▸ **Exercise brief**:
Search the records below for the string "DbHandle" and copy each line where it turns up.

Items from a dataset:
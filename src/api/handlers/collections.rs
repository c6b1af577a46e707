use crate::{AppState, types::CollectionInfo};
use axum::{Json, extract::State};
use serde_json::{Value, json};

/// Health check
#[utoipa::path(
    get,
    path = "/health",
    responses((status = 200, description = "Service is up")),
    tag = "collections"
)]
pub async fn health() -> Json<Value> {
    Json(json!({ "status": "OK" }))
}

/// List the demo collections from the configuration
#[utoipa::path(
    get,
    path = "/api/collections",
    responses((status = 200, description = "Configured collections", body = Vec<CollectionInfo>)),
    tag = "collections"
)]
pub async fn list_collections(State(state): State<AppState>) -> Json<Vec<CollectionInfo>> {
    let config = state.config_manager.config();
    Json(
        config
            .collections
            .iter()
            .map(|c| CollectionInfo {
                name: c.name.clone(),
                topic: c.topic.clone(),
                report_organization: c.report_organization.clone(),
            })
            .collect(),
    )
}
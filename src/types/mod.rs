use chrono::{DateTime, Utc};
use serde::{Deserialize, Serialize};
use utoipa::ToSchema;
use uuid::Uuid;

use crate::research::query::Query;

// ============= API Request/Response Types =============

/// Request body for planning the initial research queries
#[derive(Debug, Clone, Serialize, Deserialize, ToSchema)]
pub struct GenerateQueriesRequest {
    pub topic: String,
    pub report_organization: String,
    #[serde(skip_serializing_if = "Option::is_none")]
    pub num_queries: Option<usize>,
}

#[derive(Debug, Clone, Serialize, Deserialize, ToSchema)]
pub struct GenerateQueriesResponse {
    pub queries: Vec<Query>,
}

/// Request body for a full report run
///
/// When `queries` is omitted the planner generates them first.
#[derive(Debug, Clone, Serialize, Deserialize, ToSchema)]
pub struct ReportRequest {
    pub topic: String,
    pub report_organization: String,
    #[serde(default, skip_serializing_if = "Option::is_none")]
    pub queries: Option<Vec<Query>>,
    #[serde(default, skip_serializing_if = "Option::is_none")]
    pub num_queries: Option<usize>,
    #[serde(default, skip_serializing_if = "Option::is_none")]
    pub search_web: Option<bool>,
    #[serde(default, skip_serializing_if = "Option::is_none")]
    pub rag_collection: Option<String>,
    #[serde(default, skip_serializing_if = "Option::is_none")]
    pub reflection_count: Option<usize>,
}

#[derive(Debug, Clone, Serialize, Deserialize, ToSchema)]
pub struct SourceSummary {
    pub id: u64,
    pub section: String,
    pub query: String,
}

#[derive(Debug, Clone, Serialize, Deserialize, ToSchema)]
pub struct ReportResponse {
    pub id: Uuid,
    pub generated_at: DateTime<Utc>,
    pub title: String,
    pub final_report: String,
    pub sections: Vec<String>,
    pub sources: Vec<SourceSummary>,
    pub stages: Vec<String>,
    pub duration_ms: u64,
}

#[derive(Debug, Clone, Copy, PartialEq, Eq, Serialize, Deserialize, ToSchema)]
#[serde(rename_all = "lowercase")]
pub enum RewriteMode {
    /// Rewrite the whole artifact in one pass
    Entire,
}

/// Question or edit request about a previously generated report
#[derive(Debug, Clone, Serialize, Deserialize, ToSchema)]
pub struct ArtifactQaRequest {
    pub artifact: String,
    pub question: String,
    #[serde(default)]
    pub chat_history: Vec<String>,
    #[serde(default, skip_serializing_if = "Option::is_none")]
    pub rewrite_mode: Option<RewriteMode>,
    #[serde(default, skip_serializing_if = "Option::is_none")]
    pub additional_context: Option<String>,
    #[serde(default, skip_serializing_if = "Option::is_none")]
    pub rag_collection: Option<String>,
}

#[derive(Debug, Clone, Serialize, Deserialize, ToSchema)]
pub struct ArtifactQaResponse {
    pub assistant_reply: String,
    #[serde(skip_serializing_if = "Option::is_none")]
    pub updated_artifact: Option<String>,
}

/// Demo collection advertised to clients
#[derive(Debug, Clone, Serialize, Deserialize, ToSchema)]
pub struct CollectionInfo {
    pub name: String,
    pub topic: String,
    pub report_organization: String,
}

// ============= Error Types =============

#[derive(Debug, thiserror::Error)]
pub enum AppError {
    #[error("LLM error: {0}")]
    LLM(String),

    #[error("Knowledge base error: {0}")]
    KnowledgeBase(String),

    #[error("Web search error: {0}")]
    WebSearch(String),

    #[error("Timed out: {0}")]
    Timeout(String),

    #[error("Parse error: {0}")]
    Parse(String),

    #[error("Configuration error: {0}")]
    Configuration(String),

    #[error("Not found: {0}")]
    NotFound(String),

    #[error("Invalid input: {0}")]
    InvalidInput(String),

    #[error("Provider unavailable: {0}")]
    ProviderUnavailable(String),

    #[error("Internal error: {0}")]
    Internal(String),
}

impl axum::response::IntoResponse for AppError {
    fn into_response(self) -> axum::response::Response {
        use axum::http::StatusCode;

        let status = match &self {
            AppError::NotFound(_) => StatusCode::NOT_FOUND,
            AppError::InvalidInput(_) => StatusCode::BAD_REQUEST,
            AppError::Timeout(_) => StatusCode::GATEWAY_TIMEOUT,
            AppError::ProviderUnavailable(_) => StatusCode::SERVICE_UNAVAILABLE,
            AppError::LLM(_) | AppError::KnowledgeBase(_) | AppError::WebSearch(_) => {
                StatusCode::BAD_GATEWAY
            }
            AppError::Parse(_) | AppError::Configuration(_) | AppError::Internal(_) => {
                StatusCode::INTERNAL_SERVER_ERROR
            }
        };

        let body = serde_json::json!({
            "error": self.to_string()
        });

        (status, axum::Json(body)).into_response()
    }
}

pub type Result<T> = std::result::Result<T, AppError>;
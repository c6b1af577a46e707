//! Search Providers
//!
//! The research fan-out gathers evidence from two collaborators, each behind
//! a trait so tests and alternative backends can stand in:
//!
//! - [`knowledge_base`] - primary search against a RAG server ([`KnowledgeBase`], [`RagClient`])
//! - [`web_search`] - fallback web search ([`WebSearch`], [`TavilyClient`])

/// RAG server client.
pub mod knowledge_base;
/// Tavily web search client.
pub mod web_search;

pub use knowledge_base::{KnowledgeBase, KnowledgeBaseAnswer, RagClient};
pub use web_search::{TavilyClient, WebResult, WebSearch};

--

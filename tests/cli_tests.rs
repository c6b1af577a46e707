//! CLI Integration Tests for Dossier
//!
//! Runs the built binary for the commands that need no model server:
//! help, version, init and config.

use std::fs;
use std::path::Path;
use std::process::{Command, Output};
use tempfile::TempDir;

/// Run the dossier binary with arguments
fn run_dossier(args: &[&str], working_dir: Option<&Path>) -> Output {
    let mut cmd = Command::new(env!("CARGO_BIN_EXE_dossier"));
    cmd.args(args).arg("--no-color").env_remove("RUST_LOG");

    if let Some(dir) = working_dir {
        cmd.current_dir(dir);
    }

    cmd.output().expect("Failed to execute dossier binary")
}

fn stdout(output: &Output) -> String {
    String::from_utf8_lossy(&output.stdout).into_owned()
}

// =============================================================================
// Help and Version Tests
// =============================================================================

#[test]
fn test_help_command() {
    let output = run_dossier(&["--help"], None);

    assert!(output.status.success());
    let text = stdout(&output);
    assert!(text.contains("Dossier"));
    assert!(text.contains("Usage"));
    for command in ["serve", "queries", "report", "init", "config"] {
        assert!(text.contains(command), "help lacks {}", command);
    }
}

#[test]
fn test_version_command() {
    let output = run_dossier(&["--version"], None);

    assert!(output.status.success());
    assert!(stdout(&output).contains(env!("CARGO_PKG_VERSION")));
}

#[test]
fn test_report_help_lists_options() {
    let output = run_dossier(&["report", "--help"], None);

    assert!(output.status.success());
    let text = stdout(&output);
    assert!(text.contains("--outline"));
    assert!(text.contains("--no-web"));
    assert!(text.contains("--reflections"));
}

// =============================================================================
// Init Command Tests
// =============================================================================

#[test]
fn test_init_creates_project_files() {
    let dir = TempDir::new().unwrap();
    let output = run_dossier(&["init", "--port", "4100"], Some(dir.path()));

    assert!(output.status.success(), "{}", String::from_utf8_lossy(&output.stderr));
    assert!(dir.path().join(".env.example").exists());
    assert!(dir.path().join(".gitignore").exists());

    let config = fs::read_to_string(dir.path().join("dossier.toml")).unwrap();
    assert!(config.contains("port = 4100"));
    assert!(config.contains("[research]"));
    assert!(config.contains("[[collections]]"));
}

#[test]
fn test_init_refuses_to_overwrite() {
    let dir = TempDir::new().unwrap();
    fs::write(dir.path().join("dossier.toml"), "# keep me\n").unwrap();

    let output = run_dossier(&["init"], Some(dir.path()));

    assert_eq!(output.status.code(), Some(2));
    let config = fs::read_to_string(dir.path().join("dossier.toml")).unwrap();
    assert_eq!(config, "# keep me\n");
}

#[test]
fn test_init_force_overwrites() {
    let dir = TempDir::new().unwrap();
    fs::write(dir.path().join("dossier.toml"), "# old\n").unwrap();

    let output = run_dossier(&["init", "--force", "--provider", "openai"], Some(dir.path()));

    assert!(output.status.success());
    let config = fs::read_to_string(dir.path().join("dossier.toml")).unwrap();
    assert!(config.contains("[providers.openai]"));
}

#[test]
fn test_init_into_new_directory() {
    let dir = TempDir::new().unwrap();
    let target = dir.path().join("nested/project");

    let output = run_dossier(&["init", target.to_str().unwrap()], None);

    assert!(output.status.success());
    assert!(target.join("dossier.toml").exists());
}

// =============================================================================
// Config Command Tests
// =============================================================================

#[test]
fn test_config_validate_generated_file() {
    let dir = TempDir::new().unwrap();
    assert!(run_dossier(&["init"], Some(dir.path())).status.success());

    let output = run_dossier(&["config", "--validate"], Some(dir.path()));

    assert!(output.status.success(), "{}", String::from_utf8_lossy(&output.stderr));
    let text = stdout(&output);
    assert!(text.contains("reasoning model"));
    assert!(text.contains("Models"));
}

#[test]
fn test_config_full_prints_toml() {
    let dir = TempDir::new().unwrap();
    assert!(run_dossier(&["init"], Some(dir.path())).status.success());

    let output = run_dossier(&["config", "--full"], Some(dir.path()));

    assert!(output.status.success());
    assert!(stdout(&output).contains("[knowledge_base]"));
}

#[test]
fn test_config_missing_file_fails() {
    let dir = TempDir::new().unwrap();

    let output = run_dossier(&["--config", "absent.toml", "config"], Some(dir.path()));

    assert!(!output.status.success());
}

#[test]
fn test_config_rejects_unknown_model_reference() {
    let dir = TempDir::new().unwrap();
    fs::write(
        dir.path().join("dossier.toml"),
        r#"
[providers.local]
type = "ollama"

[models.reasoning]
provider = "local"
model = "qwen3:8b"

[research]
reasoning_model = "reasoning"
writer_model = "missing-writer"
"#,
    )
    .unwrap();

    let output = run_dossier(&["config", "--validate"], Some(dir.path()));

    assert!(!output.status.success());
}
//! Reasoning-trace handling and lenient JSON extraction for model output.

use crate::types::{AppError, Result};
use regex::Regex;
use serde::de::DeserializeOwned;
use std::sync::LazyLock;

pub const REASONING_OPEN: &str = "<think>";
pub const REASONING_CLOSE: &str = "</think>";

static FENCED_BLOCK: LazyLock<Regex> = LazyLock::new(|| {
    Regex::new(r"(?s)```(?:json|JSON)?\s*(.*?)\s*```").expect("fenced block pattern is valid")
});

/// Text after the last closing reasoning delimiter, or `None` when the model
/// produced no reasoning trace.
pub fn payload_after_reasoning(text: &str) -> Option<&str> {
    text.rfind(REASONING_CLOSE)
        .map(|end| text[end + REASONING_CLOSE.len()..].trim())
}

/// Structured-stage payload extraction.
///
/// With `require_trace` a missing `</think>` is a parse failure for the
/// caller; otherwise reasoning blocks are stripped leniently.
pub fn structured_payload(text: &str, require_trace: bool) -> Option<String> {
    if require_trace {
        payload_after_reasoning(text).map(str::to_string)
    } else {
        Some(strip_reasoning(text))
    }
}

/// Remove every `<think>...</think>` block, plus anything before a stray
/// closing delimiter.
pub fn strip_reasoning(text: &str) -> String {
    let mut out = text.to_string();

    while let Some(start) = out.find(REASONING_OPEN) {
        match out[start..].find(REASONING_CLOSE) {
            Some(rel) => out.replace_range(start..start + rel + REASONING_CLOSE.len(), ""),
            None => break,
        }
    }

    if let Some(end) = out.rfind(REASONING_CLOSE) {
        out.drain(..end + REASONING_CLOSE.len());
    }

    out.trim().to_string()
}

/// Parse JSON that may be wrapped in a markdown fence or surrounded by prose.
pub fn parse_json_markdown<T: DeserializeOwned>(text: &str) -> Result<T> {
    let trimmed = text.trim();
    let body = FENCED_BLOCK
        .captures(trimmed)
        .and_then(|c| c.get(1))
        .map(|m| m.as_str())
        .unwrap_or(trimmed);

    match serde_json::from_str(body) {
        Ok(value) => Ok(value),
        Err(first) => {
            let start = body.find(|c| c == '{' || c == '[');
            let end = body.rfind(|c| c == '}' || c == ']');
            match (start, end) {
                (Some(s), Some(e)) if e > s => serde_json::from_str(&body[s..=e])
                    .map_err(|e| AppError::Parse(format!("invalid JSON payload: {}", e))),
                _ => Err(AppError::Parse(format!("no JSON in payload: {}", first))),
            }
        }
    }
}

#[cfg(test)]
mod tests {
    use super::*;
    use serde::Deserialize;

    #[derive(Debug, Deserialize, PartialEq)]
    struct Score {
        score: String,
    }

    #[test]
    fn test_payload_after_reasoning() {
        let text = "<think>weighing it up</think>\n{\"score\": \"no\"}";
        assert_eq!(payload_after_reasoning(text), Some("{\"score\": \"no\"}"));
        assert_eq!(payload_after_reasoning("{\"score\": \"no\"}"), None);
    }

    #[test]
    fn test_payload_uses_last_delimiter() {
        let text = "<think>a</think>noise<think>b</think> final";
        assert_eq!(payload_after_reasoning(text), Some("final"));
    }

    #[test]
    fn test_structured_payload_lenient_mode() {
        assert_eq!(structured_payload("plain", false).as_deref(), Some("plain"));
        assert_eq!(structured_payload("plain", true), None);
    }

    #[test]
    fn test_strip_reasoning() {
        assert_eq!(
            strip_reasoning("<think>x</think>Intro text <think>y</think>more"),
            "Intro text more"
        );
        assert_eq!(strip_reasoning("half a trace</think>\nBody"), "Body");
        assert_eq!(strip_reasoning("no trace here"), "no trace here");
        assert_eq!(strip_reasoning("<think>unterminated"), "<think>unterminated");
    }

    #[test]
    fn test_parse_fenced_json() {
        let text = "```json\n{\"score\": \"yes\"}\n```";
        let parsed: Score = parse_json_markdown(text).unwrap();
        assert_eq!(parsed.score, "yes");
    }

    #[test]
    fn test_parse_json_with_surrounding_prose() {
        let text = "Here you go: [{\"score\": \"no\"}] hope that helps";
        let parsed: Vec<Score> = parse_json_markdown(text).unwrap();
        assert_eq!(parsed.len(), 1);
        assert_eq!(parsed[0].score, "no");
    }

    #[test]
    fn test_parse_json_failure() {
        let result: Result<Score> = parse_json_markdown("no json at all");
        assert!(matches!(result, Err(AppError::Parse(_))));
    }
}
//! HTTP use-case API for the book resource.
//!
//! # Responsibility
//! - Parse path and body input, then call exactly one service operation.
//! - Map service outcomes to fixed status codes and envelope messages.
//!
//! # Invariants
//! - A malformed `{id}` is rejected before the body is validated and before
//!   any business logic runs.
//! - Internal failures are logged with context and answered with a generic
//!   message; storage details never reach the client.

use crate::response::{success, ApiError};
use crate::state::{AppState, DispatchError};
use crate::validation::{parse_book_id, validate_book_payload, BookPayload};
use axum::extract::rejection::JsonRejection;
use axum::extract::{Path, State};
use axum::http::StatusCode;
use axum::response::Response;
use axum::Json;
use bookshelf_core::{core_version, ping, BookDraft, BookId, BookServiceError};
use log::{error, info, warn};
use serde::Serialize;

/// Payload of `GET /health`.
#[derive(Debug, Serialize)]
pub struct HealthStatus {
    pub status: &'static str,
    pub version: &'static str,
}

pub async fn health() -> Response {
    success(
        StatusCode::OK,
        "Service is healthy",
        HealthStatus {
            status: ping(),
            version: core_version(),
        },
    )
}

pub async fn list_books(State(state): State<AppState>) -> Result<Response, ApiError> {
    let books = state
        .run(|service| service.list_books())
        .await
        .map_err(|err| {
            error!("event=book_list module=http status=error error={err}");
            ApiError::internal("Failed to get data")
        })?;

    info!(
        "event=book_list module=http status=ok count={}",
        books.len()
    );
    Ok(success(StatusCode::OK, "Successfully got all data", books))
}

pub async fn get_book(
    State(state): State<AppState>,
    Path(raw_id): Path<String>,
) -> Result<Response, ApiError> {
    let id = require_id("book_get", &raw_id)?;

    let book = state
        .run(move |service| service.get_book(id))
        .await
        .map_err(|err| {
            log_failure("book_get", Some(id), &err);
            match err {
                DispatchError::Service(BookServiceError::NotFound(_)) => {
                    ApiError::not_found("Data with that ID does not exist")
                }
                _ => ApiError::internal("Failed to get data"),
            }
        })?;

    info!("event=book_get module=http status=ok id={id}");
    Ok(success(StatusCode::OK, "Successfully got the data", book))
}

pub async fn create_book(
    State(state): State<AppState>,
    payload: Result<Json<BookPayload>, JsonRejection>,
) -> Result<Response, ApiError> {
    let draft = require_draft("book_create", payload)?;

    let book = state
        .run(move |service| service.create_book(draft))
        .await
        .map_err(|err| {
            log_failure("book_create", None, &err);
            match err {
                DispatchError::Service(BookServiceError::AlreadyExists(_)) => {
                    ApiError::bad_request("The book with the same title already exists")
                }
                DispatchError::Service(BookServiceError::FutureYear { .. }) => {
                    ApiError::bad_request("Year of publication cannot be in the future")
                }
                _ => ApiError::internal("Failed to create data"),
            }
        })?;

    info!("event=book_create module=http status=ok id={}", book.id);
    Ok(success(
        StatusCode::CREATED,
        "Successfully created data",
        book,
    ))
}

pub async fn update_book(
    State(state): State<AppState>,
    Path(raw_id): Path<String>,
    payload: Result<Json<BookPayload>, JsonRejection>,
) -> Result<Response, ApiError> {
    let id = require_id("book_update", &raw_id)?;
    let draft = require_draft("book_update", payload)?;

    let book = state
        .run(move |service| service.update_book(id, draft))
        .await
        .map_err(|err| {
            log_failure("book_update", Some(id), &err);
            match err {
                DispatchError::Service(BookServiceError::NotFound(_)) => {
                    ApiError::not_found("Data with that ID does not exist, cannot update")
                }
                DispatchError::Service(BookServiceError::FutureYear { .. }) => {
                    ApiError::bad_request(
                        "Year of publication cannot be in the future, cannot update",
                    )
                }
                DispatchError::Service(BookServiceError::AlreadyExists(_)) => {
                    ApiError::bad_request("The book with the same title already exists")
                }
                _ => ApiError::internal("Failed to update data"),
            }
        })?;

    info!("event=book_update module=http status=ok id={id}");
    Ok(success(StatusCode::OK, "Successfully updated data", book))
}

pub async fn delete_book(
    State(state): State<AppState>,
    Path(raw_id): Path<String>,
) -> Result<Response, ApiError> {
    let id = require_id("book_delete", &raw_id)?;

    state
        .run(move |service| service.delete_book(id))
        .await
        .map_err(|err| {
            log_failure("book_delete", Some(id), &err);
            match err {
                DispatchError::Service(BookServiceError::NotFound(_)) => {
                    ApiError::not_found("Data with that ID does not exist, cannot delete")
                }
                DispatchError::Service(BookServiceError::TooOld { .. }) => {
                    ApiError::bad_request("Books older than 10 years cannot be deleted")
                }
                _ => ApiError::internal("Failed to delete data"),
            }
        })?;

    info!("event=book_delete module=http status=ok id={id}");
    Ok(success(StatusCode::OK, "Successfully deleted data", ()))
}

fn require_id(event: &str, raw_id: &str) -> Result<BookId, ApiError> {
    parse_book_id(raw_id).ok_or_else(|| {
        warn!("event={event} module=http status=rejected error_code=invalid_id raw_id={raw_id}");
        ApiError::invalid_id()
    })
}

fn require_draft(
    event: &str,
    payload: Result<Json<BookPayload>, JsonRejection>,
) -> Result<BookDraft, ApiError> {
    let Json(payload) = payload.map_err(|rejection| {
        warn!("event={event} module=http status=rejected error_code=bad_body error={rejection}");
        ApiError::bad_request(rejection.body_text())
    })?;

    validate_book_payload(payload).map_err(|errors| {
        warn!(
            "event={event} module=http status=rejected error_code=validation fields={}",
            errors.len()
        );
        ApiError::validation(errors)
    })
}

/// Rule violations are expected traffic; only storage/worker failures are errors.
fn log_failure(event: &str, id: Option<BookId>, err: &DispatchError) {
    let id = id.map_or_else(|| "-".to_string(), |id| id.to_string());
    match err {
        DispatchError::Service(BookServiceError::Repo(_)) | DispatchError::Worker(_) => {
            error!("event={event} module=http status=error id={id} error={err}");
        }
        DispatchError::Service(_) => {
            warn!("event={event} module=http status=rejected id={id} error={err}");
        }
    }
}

...

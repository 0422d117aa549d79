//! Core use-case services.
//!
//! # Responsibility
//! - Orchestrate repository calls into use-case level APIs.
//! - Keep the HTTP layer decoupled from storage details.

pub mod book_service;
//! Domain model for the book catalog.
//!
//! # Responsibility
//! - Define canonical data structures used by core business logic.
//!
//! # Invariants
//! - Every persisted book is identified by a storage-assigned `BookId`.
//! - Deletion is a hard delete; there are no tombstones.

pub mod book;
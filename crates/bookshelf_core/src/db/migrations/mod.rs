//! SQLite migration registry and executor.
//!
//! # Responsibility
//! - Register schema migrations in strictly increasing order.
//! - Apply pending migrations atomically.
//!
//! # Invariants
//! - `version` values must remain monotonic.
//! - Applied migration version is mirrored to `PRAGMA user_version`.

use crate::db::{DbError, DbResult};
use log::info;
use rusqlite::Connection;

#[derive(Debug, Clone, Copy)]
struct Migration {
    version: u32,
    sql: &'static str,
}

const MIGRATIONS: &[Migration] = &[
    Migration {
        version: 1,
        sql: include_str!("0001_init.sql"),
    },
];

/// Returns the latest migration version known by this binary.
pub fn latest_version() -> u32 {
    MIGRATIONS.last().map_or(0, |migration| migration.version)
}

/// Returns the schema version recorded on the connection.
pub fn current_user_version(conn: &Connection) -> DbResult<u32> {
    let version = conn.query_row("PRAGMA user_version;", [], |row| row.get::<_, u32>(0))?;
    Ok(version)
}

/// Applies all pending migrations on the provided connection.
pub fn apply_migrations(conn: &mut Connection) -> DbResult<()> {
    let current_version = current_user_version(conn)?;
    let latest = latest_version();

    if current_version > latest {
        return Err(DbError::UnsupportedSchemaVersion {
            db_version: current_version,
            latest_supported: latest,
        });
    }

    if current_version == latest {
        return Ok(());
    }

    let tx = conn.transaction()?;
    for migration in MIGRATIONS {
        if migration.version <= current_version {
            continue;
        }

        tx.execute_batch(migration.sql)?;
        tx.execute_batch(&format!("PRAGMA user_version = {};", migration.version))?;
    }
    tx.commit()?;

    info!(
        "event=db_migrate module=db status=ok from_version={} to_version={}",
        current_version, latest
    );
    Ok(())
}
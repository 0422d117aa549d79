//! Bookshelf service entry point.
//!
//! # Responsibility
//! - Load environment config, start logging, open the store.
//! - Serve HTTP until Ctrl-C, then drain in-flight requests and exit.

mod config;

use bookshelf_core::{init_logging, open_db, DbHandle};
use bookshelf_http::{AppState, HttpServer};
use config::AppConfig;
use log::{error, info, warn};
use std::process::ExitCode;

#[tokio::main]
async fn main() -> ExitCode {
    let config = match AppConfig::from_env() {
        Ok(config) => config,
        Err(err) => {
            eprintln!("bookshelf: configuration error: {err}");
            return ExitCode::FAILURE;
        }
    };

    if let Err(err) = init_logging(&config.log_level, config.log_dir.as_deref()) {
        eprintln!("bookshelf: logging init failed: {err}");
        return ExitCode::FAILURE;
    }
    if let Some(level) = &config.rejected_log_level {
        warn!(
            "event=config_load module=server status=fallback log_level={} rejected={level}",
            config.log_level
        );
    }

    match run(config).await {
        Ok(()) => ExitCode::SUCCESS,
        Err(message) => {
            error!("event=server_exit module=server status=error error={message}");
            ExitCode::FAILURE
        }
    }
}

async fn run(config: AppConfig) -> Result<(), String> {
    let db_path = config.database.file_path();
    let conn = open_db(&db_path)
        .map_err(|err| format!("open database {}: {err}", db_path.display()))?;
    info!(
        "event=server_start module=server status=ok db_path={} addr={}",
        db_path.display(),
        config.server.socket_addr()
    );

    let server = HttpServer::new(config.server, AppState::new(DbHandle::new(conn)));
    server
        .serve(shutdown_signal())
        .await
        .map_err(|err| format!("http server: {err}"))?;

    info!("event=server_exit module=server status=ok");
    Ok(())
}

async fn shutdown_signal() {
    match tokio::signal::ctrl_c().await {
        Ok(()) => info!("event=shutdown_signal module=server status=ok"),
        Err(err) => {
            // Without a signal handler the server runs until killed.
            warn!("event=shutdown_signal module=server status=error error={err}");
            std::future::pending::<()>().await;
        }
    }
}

▸ **Answer for this exercise**:
use bookshelf_core::{init_logging, open_db, DbHandle};
    let server = HttpServer::new(config.server, AppState::new(DbHandle::new(conn)));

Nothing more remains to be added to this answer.